– Да, – кивнул я. Сирены близились; мое сердце застучало чаще.

Она посмотрела на меня так, будто это у меня заплетался язык, и ответила:

– В семь лет сломала руку. Прыгала на батуте, и Серена… – Она захлопала ресницами и закрыла глаза.

– Иззи! – Я тихонько попытался ее растрясти. – Проснись!

Ее глаза открылись.

– Расскажи еще что-нибудь про Серену. – Я с усилием поднялся на ноги и подхватил Иззи. Прибыли первые две машины скорой помощи. – Какая она?

– Идеальная. – Иззи вздохнула. Ее голова болталась и билась мне о грудь. – Красивая, умная, всегда знает, что сказать.

– Наверное, это у вас семейное. – Я не стал пробиваться к первой «скорой», которую уже осадили со всех сторон, и сразу направился ко второй.

– Нейт?

– Да? – Я встал посреди тропы, если это можно было назвать тропой, и преградил «скорой» путь.

– Не уходи, ладно? – За воем сирен ее шепот было почти не различить.

– Не уйду. – Парамедики выключили сирены и вышли из машины. Я встретился взглядом с одним из них. – Помогите!

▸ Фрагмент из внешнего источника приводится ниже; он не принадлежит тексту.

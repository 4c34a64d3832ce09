//! Core server: accepts connections and hands each one to a
//! [`ConnectionHandler`].
//!
//! Owns the session registry and the shutdown broadcast. Coordinates the
//! lifecycle of all incoming connections.

use crate::config::ServerConfig;
use crate::handler::{self, CloseReason, ConnectionHandler, HandlerContext};
use crate::registry::SessionRegistry;
use crate::session::{ChannelFactory, PipeChannelFactory};
use crate::transport::{self, TcpConnection};
use std::future::Future;
use std::sync::Arc;
use std::time::Duration;
use tokio::sync::{broadcast, mpsc};
use tokio::task::JoinSet;
use tracing::{debug, info, warn};
use rterm_core::RtermResult;

/// The rterm server instance.
pub struct RtermServer {
    /// Server configuration.
    config: ServerConfig,
    /// Live connections.
    registry: SessionRegistry,
    /// Shared per-connection settings.
    ctx: Arc<HandlerContext>,
    /// Broadcast sender for server shutdown notification.
    shutdown_tx: broadcast::Sender<()>,
}

impl RtermServer {
    /// Create a server that spawns real shells.
    pub fn new(config: ServerConfig) -> Self {
        Self::with_factory(config, Arc::new(PipeChannelFactory))
    }

    /// Create a server with a custom shell factory.
    pub fn with_factory(config: ServerConfig, factory: Arc<dyn ChannelFactory>) -> Self {
        let ctx = Arc::new(HandlerContext {
            factory,
            interpreter: config.interpreter.clone(),
            working_dir: config.working_dir.clone(),
            options: config.session.clone(),
            mode: config.mode,
            marker: config.marker,
            buffer_size: config.buffer_size,
        });
        Self {
            registry: SessionRegistry::new(config.max_sessions),
            ctx,
            shutdown_tx: broadcast::channel(1).0,
            config,
        }
    }

    /// Listen on the configured address until `shutdown` completes.
    pub async fn run<F>(self, shutdown: F) -> RtermResult<()>
    where
        F: Future<Output = ()>,
    {
        let (_local_addr, rx) = transport::start_listener(self.config.listen_addr).await?;
        self.serve(rx, shutdown).await
    }

    /// Serve connections from `incoming` until it closes or `shutdown`
    /// completes, then tell every handler to close and wait for them.
    pub async fn serve<F>(
        self,
        mut incoming: mpsc::Receiver<TcpConnection>,
        shutdown: F,
    ) -> RtermResult<()>
    where
        F: Future<Output = ()>,
    {
        info!(
            addr = %self.config.listen_addr,
            mode = %self.config.mode,
            shell = %self.config.interpreter.program,
            cwd = %self.config.working_dir,
            max_sessions = self.config.max_sessions,
            "rterm-server ready"
        );

        tokio::pin!(shutdown);
        let mut tasks = JoinSet::new();

        loop {
            tokio::select! {
                conn = incoming.recv() => match conn {
                    Some(conn) => self.accept(conn, &mut tasks),
                    None => {
                        info!("listener closed, shutting down");
                        break;
                    }
                },
                _ = &mut shutdown => {
                    info!("shutdown requested");
                    break;
                }
                Some(joined) = tasks.join_next(), if !tasks.is_empty() => {
                    if let Err(e) = joined {
                        warn!(error = %e, "connection task failed");
                    }
                }
            }
        }

        // Broadcast shutdown to all connected clients
        let live = self.registry.count();
        info!(live, "broadcasting shutdown to connected clients");
        let _ = self.shutdown_tx.send(());

        let grace = self.config.session.terminate_timeout + Duration::from_secs(1);
        let drained = tokio::time::timeout(grace, async {
            while tasks.join_next().await.is_some() {}
        })
        .await;
        if drained.is_err() {
            warn!(remaining = tasks.len(), "connections still open after grace period, aborting");
            tasks.abort_all();
        }
        Ok(())
    }

    fn accept(&self, conn: TcpConnection, tasks: &mut JoinSet<()>) {
        let peer = conn.remote_addr;
        let guard = match self.registry.register(peer, self.ctx.mode) {
            Ok(guard) => guard,
            Err(e) => {
                warn!(peer = %peer, error = %e, "rejecting connection");
                tasks.spawn(handler::reject_busy(conn.stream, self.ctx.marker, peer));
                return;
            }
        };

        info!(peer = %peer, session_id = %guard.id(), "client connected");
        for session in self.registry.list() {
            debug!(session_id = %session.id, peer = %session.peer, mode = %session.mode, age_secs = session.age_secs, "live session");
        }

        let (read, write) = conn.stream.into_split();
        let handler = ConnectionHandler::new(
            read,
            write,
            peer,
            self.ctx.clone(),
            self.shutdown_tx.subscribe(),
        );
        tasks.spawn(async move {
            let reason = handler.run().await;
            if reason == CloseReason::SpawnFailed {
                warn!(session_id = %guard.id(), "session never started");
            }
            drop(guard);
        });
    }
}

#[cfg(test)]
mod tests {
    use super::*;
    use crate::config::{CliOverrides, ConfigFile};
    use crate::handler::{GOODBYE_MESSAGE, SERVER_BUSY_MESSAGE, SHUTDOWN_MESSAGE};
    use crate::session::channel::scripted::{ScriptedChannel, ScriptedFactory};
    use crate::session::interpreter::DEFAULT_POSIX_PROMPT;
    use crate::session::OutputStream;
    use rterm_core::ResponseDecoder;
    use std::net::SocketAddr;
    use tokio::io::{AsyncReadExt, AsyncWriteExt};
    use tokio::net::TcpStream;
    use tokio::sync::oneshot;

    struct Client {
        stream: TcpStream,
        decoder: ResponseDecoder,
        frames: Vec<String>,
    }

    impl Client {
        async fn connect(addr: SocketAddr) -> Self {
            Self {
                stream: TcpStream::connect(addr).await.unwrap(),
                decoder: ResponseDecoder::default(),
                frames: Vec::new(),
            }
        }

        async fn frame(&mut self) -> String {
            let mut buf = [0u8; 4096];
            while self.frames.is_empty() {
                let n = self.stream.read(&mut buf).await.unwrap();
                assert!(n > 0, "server closed the connection");
                self.frames.extend(self.decoder.feed(&buf[..n]));
            }
            self.frames.remove(0)
        }

        async fn send(&mut self, line: &str) {
            self.stream.write_all(line.as_bytes()).await.unwrap();
        }

        async fn closed(&mut self) -> bool {
            let mut buf = [0u8; 64];
            matches!(self.stream.read(&mut buf).await, Ok(0))
        }
    }

    fn config(cli: CliOverrides) -> ServerConfig {
        let cli = CliOverrides {
            command_timeout_ms: Some(2000),
            ..cli
        };
        ServerConfig::resolve(ConfigFile::default(), cli).unwrap()
    }

    fn scripted_factory() -> Arc<dyn ChannelFactory> {
        let channel = Arc::new(ScriptedChannel::new(|line| {
            let mut out = Vec::new();
            if line == "pwd" {
                out.push((OutputStream::Stdout, "/srv/app\n".to_string()));
            }
            out.push((OutputStream::Stderr, DEFAULT_POSIX_PROMPT.to_string()));
            out
        }));
        channel.emit(OutputStream::Stderr, DEFAULT_POSIX_PROMPT);
        Arc::new(ScriptedFactory { channel })
    }

    async fn start(
        server: RtermServer,
    ) -> (SocketAddr, oneshot::Sender<()>, tokio::task::JoinHandle<RtermResult<()>>) {
        let (addr, rx) = transport::start_listener("127.0.0.1:0".parse().unwrap())
            .await
            .unwrap();
        let (stop_tx, stop_rx) = oneshot::channel::<()>();
        let task = tokio::spawn(server.serve(rx, async {
            let _ = stop_rx.await;
        }));
        (addr, stop_tx, task)
    }

    #[tokio::test]
    async fn pwd_and_exit_over_tcp() {
        let server = RtermServer::with_factory(config(CliOverrides::default()), scripted_factory());
        let (addr, stop, task) = start(server).await;

        let mut client = Client::connect(addr).await;
        let welcome = client.frame().await;
        assert!(welcome.contains("Welcome to Remote Terminal Server!"));

        client.send("pwd\n").await;
        assert_eq!(client.frame().await, "/srv/app");

        client.send("exit\n").await;
        assert_eq!(client.frame().await, GOODBYE_MESSAGE);
        assert!(client.closed().await);

        stop.send(()).unwrap();
        task.await.unwrap().unwrap();
    }

    #[tokio::test]
    async fn excess_connections_are_busy() {
        let cli = CliOverrides {
            max_sessions: Some(1),
            ..CliOverrides::default()
        };
        let server = RtermServer::with_factory(config(cli), scripted_factory());
        let (addr, stop, task) = start(server).await;

        let mut first = Client::connect(addr).await;
        first.frame().await;

        let mut second = Client::connect(addr).await;
        assert_eq!(second.frame().await, SERVER_BUSY_MESSAGE);
        assert!(second.closed().await);

        stop.send(()).unwrap();
        assert_eq!(first.frame().await, SHUTDOWN_MESSAGE);
        task.await.unwrap().unwrap();
    }

    #[cfg(unix)]
    #[tokio::test]
    async fn real_shell_over_tcp() {
        let dir = tempfile::tempdir().unwrap();
        std::fs::create_dir(dir.path().join("work")).unwrap();
        let cli = CliOverrides {
            working_dir: Some(dir.path().to_string_lossy().into_owned()),
            shell: Some("/bin/sh".into()),
            ..CliOverrides::default()
        };
        let server = RtermServer::new(config(cli));
        let (addr, stop, task) = start(server).await;

        let mut client = Client::connect(addr).await;
        client.frame().await;

        client.send("echo hello\n").await;
        assert_eq!(client.frame().await, "hello");

        client.send("cd work\n").await;
        let work = client.frame().await;
        assert!(work.ends_with("work"));

        client.send("pwd\n").await;
        assert_eq!(client.frame().await, work);

        client.send("cd nowhere\n").await;
        assert_eq!(
            client.frame().await,
            crate::session::directory::PATH_NOT_FOUND_MESSAGE
        );

        client.send("quit\n").await;
        assert_eq!(client.frame().await, GOODBYE_MESSAGE);

        stop.send(()).unwrap();
        task.await.unwrap().unwrap();
    }
}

Иззи обмякла на моих руках, ее глаза закрылись.

– Несите ее сюда! – Парамедик обежал машину кругом и открыл заднюю дверь. Кто-то выкатил носилки.

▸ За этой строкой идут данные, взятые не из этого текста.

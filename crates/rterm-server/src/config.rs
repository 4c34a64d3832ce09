//! Server configuration: TOML file + CLI overrides.

use crate::session::directory;
use crate::session::{DeliveryMode, Interpreter, SessionOptions};
use crate::session::interpreter::DEFAULT_POSIX_PROMPT;
use rterm_core::{Marker, RtermError, RtermResult};
use serde::Deserialize;
use std::net::{IpAddr, SocketAddr};
use std::path::{Path, PathBuf};
use std::time::Duration;
use tracing::info;

/// Top-level config file structure.
#[derive(Debug, Clone, Default, Deserialize)]
pub struct ConfigFile {
    #[serde(default)]
    pub server: ServerSection,
    #[serde(default)]
    pub session: SessionSection,
}

/// `[server]` section of the config TOML.
#[derive(Debug, Clone, Deserialize)]
pub struct ServerSection {
    #[serde(default = "default_port")]
    pub port: u16,
    #[serde(default = "default_bind")]
    pub bind: IpAddr,
    #[serde(default = "default_buffer_size")]
    pub buffer_size: usize,
    #[serde(default = "default_max_sessions")]
    pub max_sessions: usize,
    #[serde(default)]
    pub marker: Marker,
}

impl Default for ServerSection {
    fn default() -> Self {
        Self {
            port: default_port(),
            bind: default_bind(),
            buffer_size: default_buffer_size(),
            max_sessions: default_max_sessions(),
            marker: Marker::default(),
        }
    }
}

/// `[session]` section of the config TOML.
#[derive(Debug, Clone, Deserialize)]
pub struct SessionSection {
    #[serde(default)]
    pub mode: DeliveryMode,
    #[serde(default = "default_command_timeout_ms")]
    pub command_timeout_ms: u64,
    #[serde(default = "default_poll_interval_ms")]
    pub poll_interval_ms: u64,
    #[serde(default = "default_terminate_timeout_ms")]
    pub terminate_timeout_ms: u64,
    /// Starting directory; the server's own cwd when unset.
    pub working_dir: Option<String>,
    /// Interpreter program; the platform shell when unset.
    pub shell: Option<String>,
    pub shell_args: Option<Vec<String>>,
    #[serde(default = "default_prompt")]
    pub prompt: String,
}

impl Default for SessionSection {
    fn default() -> Self {
        Self {
            mode: DeliveryMode::default(),
            command_timeout_ms: default_command_timeout_ms(),
            poll_interval_ms: default_poll_interval_ms(),
            terminate_timeout_ms: default_terminate_timeout_ms(),
            working_dir: None,
            shell: None,
            shell_args: None,
            prompt: default_prompt(),
        }
    }
}

fn default_port() -> u16 {
    rterm_core::DEFAULT_PORT
}
fn default_bind() -> IpAddr {
    IpAddr::from([0, 0, 0, 0])
}
fn default_buffer_size() -> usize {
    rterm_core::DEFAULT_BUFFER_SIZE
}
fn default_max_sessions() -> usize {
    64
}
fn default_command_timeout_ms() -> u64 {
    5000
}
fn default_poll_interval_ms() -> u64 {
    50
}
fn default_terminate_timeout_ms() -> u64 {
    2000
}
fn default_prompt() -> String {
    DEFAULT_POSIX_PROMPT.to_string()
}

/// Values given on the command line; `None` leaves the file value alone.
#[derive(Debug, Clone, Default)]
pub struct CliOverrides {
    pub port: Option<u16>,
    pub bind: Option<IpAddr>,
    pub buffer_size: Option<usize>,
    pub max_sessions: Option<usize>,
    pub mode: Option<DeliveryMode>,
    pub command_timeout_ms: Option<u64>,
    pub working_dir: Option<String>,
    pub shell: Option<String>,
    pub legacy_marker: bool,
}

/// Resolved server configuration (paths expanded, CLI overrides applied).
#[derive(Debug, Clone)]
pub struct ServerConfig {
    pub listen_addr: SocketAddr,
    pub buffer_size: usize,
    pub max_sessions: usize,
    pub marker: Marker,
    pub mode: DeliveryMode,
    pub working_dir: String,
    pub interpreter: Interpreter,
    pub session: SessionOptions,
}

impl ServerConfig {
    /// Load config from TOML file, then apply CLI overrides.
    pub fn load(config_path: Option<&Path>, cli: CliOverrides) -> RtermResult<Self> {
        let file_config = match config_path {
            Some(path) => {
                let expanded = expand_tilde(path);
                if expanded.exists() {
                    info!(path = %expanded.display(), "loading config file");
                    let content = std::fs::read_to_string(&expanded)?;
                    toml::from_str::<ConfigFile>(&content)
                        .map_err(|e| RtermError::Config(format!("config parse error: {e}")))?
                } else {
                    info!(path = %expanded.display(), "config file not found, using defaults");
                    ConfigFile::default()
                }
            }
            None => ConfigFile::default(),
        };

        Self::resolve(file_config, cli)
    }

    /// Merge a parsed file with CLI overrides and validate the result.
    pub fn resolve(file: ConfigFile, cli: CliOverrides) -> RtermResult<Self> {
        let server = file.server;
        let session = file.session;

        let port = cli.port.unwrap_or(server.port);
        let bind = cli.bind.unwrap_or(server.bind);
        let buffer_size = cli.buffer_size.unwrap_or(server.buffer_size);
        if buffer_size == 0 {
            return Err(RtermError::Config("buffer_size must be positive".into()));
        }
        let max_sessions = cli.max_sessions.unwrap_or(server.max_sessions);
        if max_sessions == 0 {
            return Err(RtermError::Config("max_sessions must be positive".into()));
        }
        let marker = if cli.legacy_marker {
            Marker::Legacy
        } else {
            server.marker
        };

        let working_dir = match cli.working_dir.or(session.working_dir) {
            Some(dir) => {
                let dir = expand_tilde_str(&dir).to_string_lossy().into_owned();
                if !directory::is_directory(&dir) {
                    return Err(RtermError::Config(format!(
                        "working_dir is not a directory: {dir}"
                    )));
                }
                dir
            }
            None => directory::current_dir_string(),
        };

        let shell = cli.shell.or(session.shell);
        let interpreter =
            Interpreter::from_config(shell.as_deref(), session.shell_args, &session.prompt);

        let options = SessionOptions {
            command_timeout: Duration::from_millis(
                cli.command_timeout_ms.unwrap_or(session.command_timeout_ms),
            ),
            poll_interval: Duration::from_millis(session.poll_interval_ms.max(1)),
            terminate_timeout: Duration::from_millis(session.terminate_timeout_ms),
            read_chunk: buffer_size,
        };

        Ok(Self {
            listen_addr: SocketAddr::new(bind, port),
            buffer_size,
            max_sessions,
            marker,
            mode: cli.mode.unwrap_or(session.mode),
            working_dir,
            interpreter,
            session: options,
        })
    }
}

/// Expand `~` to the user's home directory.
fn expand_tilde(path: &Path) -> PathBuf {
    let s = path.to_string_lossy();
    expand_tilde_str(&s)
}

fn expand_tilde_str(s: &str) -> PathBuf {
    if let Some(rest) = s.strip_prefix("~/") {
        if let Some(home) = dirs::home_dir() {
            return home.join(rest);
        }
    }
    PathBuf::from(s)
}

#[cfg(test)]
mod tests {
    use super::*;

    #[test]
    fn defaults() {
        let cfg = ServerConfig::resolve(ConfigFile::default(), CliOverrides::default()).unwrap();
        assert_eq!(cfg.listen_addr, "0.0.0.0:27015".parse().unwrap());
        assert_eq!(cfg.buffer_size, 4096);
        assert_eq!(cfg.max_sessions, 64);
        assert_eq!(cfg.marker, Marker::Standard);
        assert_eq!(cfg.mode, DeliveryMode::RequestResponse);
        assert_eq!(cfg.session.command_timeout, Duration::from_millis(5000));
        assert_eq!(cfg.session.poll_interval, Duration::from_millis(50));
        assert_eq!(cfg.session.terminate_timeout, Duration::from_millis(2000));
    }

    #[test]
    fn parses_toml() {
        let dir = tempfile::tempdir().unwrap();
        let toml = format!(
            r#"
[server]
port = 4000
bind = "127.0.0.1"
buffer_size = 512
marker = "legacy"

[session]
mode = "streaming"
command_timeout_ms = 750
working_dir = '{}'
shell = "/bin/bash"
prompt = "$ "
"#,
            dir.path().display()
        );
        let file: ConfigFile = toml::from_str(&toml).unwrap();
        let cfg = ServerConfig::resolve(file, CliOverrides::default()).unwrap();

        assert_eq!(cfg.listen_addr, "127.0.0.1:4000".parse().unwrap());
        assert_eq!(cfg.buffer_size, 512);
        assert_eq!(cfg.session.read_chunk, 512);
        assert_eq!(cfg.marker, Marker::Legacy);
        assert_eq!(cfg.mode, DeliveryMode::Streaming);
        assert_eq!(cfg.session.command_timeout, Duration::from_millis(750));
        assert_eq!(cfg.working_dir, dir.path().to_string_lossy());
        assert_eq!(cfg.interpreter.program, "/bin/bash");
        assert_eq!(cfg.interpreter.prompt_terminator, '$');
    }

    #[test]
    fn cli_overrides_file() {
        let file: ConfigFile = toml::from_str("[server]\nport = 4000\n").unwrap();
        let cli = CliOverrides {
            port: Some(5000),
            mode: Some(DeliveryMode::Streaming),
            command_timeout_ms: Some(100),
            legacy_marker: true,
            ..CliOverrides::default()
        };
        let cfg = ServerConfig::resolve(file, cli).unwrap();
        assert_eq!(cfg.listen_addr.port(), 5000);
        assert_eq!(cfg.mode, DeliveryMode::Streaming);
        assert_eq!(cfg.session.command_timeout, Duration::from_millis(100));
        assert_eq!(cfg.marker, Marker::Legacy);
    }

    #[test]
    fn rejects_missing_working_dir() {
        let cli = CliOverrides {
            working_dir: Some("/definitely/not/here".into()),
            ..CliOverrides::default()
        };
        assert!(matches!(
            ServerConfig::resolve(ConfigFile::default(), cli),
            Err(RtermError::Config(_))
        ));
    }

    #[test]
    fn rejects_bad_toml() {
        let dir = tempfile::tempdir().unwrap();
        let path = dir.path().join("server.toml");
        std::fs::write(&path, "[server]\nport = \"not a number\"\n").unwrap();
        assert!(matches!(
            ServerConfig::load(Some(&path), CliOverrides::default()),
            Err(RtermError::Config(_))
        ));
    }

    #[test]
    fn missing_file_uses_defaults() {
        let dir = tempfile::tempdir().unwrap();
        let cfg = ServerConfig::load(Some(&dir.path().join("absent.toml")), CliOverrides::default())
            .unwrap();
        assert_eq!(cfg.listen_addr.port(), 27015);
    }
}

– Кладите ее, – велела врач, и я уложил Иззи на белую простыню. – Что с ней? – Врач подбежала, оттолкнула меня и начала осмотр.

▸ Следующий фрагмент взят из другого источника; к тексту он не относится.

//! rterm-core: Shared protocol library for the remote terminal.
//!
//! Provides the marker-delimited response framing, the streaming response
//! decoder, reserved command tokens, and the error type shared by server
//! and client.

pub mod codec;
pub mod command;
pub mod error;

// Re-export commonly used items at crate root.
pub use codec::{
    frame_response, timestamp_prefix, Marker, ResponseDecoder, END_OF_RESPONSE_MARKER,
    LEGACY_END_MARKER,
};
pub use command::{is_exit, strip_line_ending, CommandLine};
pub use error::{RtermError, RtermResult};

/// Default TCP port of the remote terminal server.
pub const DEFAULT_PORT: u16 = 27015;

/// Default per-read buffer size in bytes.
pub const DEFAULT_BUFFER_SIZE: usize = 4096;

– Она сказала, у нее болят ребра. – Я провел рукой по волосам. – Там у нее большой синяк, а пульс…

– Черт, – выругалась врач, померив Иззи пульс.

Другой доктор надевал ей рукав тонометра.

– …Учащенный, – договорил я. – У нее заплетается язык, и… – Что еще она говорила? Мысли путались. – Болит плечо. Левое.

– Давление низкое, – бросил второй парамедик, и они с женщиной переглянулись. Их взгляды явно не сулили ничего хорошего. – Нам пора.

– Ее имя? – спросила врач. Они пристегнули Иззи к носилкам и завезли в машину.

– Иззи, – ответил я и еле удержался, чтобы не оттолкнуть кого-нибудь и не сесть в машину рядом с носилками. – Изабо… – Как же ее фамилия? Она же говорила! – Астор! У нее аллергия на пенициллин. Кровь первая положительная.

Водитель поспешил за руль.

– С ней можно только родственникам, – сказала врач, подсоединяя капельницу. – Вы, наверное, ее… – Она посмотрела на меня.

Не уходи, ладно?

– Муж, – выпалил я и одним махом забрался в «скорую помощь». – Я ее муж.

* * *

Разрыв селезенки. Вот что мне сказали четыре часа назад.

Эти четыре часа длились бесконечно. Переодевшись в сухую медицинскую форму, я позвонил матери, сообщил, что жив-здоров, и с тех пор сидел в зоне ожидания, попеременно смотрел выпуски новостей, освещавшие катастрофу, и следил за минутной стрелкой на больших часах, которые висели над дверью.

Мне выдали бланки, но я не заполнил ни строчки. Откуда мне было знать, где Иззи застрахована?

Ты же сказал, что вы женаты, подумал я. Вот и выкручивайся теперь.

Операция должна была занять около полутора часов, то есть уже два часа я не находил себе места и ерзал на самом неудобном в мире кресле.

Что, если я зря подхватил ее на руки? Или что-то ей повредил, когда вытаскивал на берег?

– Вам точно больше ничего не нужно? – спросила девушка из авиакомпании.

В ее взгляде читались обеспокоенность и паника. Все еще не отошли от шока. Когда нас привезли, она записала наши имена – я продиктовал ей имя Иззи – и с тех пор не отходила ни на шаг. Всего с рейса в эту больницу привезли человек десять.

В новостях сказали, что пассажиров развезли по трем ближайшим больницам.

– Спасибо, все хорошо. Я отделался раной на лбу: мне наложили одиннадцать швов, а в остальном все было в порядке.